Summary
The purpose of this version is to provide a pre-configured virtual machine to make it easier to get up and running with SpecterInsight. Just download the OVF, import, and run! Additionally, this version comes with a new module containing a set of high performance commands to interact with the Windows API to extract event logs. This new module is leveraged by two new SpecterScripts for extracting credentials from the Windows Event Logs.
Release Notes
Features
- EventLog Module. This new module provides a set of high performance commands to extract Windows Event Logs. Exposed commands include:
- Get-Events
- Start-EventSubscription
- Get-EventSubscription
- Stop-EventSubscription
- SpecterInsight Virtual Machine. This is a pre-configured Kali Linux VM with SpecterInsight installed as a service along with its dependencies. Just login and run the SpecterInsight client. No other work required. You can find more details at SpecterInsight VM.

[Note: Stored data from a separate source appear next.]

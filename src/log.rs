//! Conditional logging macros.
//!
//! With the `tracing` feature these are the `tracing` macros. Without it they
//! expand to nothing, so layout and paint paths carry no logging cost.

#[cfg(feature = "tracing")]
pub use tracing::{debug, trace};

#[cfg(not(feature = "tracing"))]
#[macro_export]
#[doc(hidden)]
macro_rules! __badger_debug {
    ($($arg:tt)*) => {};
}

#[cfg(not(feature = "tracing"))]
#[macro_export]
#[doc(hidden)]
macro_rules! __badger_trace {
    ($($arg:tt)*) => {};
}

#[cfg(not(feature = "tracing"))]
pub use crate::{__badger_debug as debug, __badger_trace as trace};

- Dependencies pre-installed
- PostgreSQL docker container installed and configured
- ELK docker container installed and configured
- Kibana dashboards pre-loaded
- SpecterInsight server installed as a service
- SpecterScripts. This release comes with the following SpecterScripts:
Screenshots
Extracting Credentials from the Windows Event Log
This release came with a new credential harvesting technique to extract credentials from the Windows Event Log. Credentials can get logged in events such as 4688 when CommandLine logging is enabled. This is great for defenders, but also opens up an avenue of attack.
This SpecterScript extracts logs and runs a set of custom tailored regular expressions to extract username and password fields from commandline arguments.
This new SpecterScripts depends upon a high performance Windows Event Log parsing cmdlet called Get-Events. It can extract and parse 15K events into easy to manage PSObjects in a under two seconds compared to the 2 – 3 minutes you would get with Get-WinEvent.
The screenshot to the right shows a set of extracted credentials by running this SpecterScript.